The convenience of the typesetter; notation and typography in Frege's \textit{Grundgesetze der Arithmetik} (Q2795303)

Gottlob Frege is admired for his wholly original contributions to logic, to the philosophy of mathematics, and to the philosophy of language, and his work in each of these fields is often cited almost as if he were a contemporary. His contributions to logical notation were also wholly original, but now are generally passed over in silence or explicitly dismissed. (\textit{F. Cajori} calls Frege's notation ``repulsive'', [A history of mathematical notations. Vol. I: Notations in elementary mathematics. 2nd ed.

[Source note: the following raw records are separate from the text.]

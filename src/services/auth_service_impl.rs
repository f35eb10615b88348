//! `SeaORM` implementation of the `AuthService` trait.

use std::sync::Arc;

use async_trait::async_trait;
use tokio::sync::RwLock;
use tokio::task;
use tracing::info;

use crate::config::Config;
use crate::db::{Store, User, repositories::user::hash_password};
use crate::entities::users::UserRole;
use crate::services::auth_service::{
    AuthError, AuthService, LoginResult, Registration, issue_token,
};

pub struct SeaOrmAuthService {
    store: Store,
    config: Arc<RwLock<Config>>,
}

impl SeaOrmAuthService {
    #[must_use]
    pub const fn new(store: Store, config: Arc<RwLock<Config>>) -> Self {
        Self { store, config }
    }
}

#[async_trait]
impl AuthService for SeaOrmAuthService {
    async fn register(&self, registration: Registration) -> Result<User, AuthError> {
        let Registration {
            name,
            email,
            password,
            password_confirmation,
        } = registration;

        if name.trim().is_empty() {
            return Err(AuthError::Validation("Name is required".to_string()));
        }
        if email.trim().is_empty() || !email.contains('@') {
            return Err(AuthError::Validation(
                "A valid email is required".to_string(),
            ));
        }
        if password.len() < 8 {
            return Err(AuthError::Validation(
                "Password must be at least 8 characters".to_string(),
            ));
        }
        if password != password_confirmation {
            return Err(AuthError::Validation(
                "Password and confirmation do not match".to_string(),
            ));
        }

        if self.store.get_user_by_email(&email).await?.is_some() {
            return Err(AuthError::EmailTaken);
        }

        let security = self.config.read().await.security.clone();

        // Argon2 hashing is CPU-bound; keep it off the runtime threads.
        let hash = task::spawn_blocking(move || hash_password(&password, Some(&security)))
            .await
            .map_err(|e| AuthError::Internal(format!("Hashing task panicked: {e}")))??;

        let user = self
            .store
            .create_user(name.trim(), email.trim(), &hash, UserRole::User)
            .await?;

        info!("Registered new user {}", user.id);

        Ok(user)
    }

    async fn login(&self, email: &str, password: &str) -> Result<LoginResult, AuthError> {
        let user = self
            .store
            .verify_user_password(email, password)
            .await?
            .ok_or(AuthError::InvalidCredentials)?;

        let (secret, ttl_days) = {
            let config = self.config.read().await;
            (
                config.security.jwt_secret.clone(),
                config.security.token_ttl_days,
            )
        };

        let role = match user.role {
            UserRole::Admin => "admin",
            UserRole::User => "user",
        };

        let token = issue_token(&secret, user.id, role, ttl_days)?;

        info!("User {} logged in", user.id);

        Ok(LoginResult { user, token })
    }
}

La Salle, IL.: The Open Court Publishing Company (1974; Zbl 0334.01003), p. 295]). Faint hints of his assertion sign may be found in the turnstile symbol (\(\vdash\)) for derivability, and of his way of expressing negation in the negation symbol (\(\neg\)) first used by Arend Heyting and now widely standard in logic (though not in computing nor in mathematics). For functions, he seems to have sought out the most obscure characters available at his local print shop, including those peculiar to particular languages (the German Eszett, or the Polish Dark Ell) and signs from the then recently begun International Phonetic Alphabet (IPA), and proceeded to make them more obscure by inverting them (easy with lead type, more difficult in computer fonts) or adding diacritical marks. The present logically informed paper will help discouraged historians of logic see some gleams of purpose in his practice.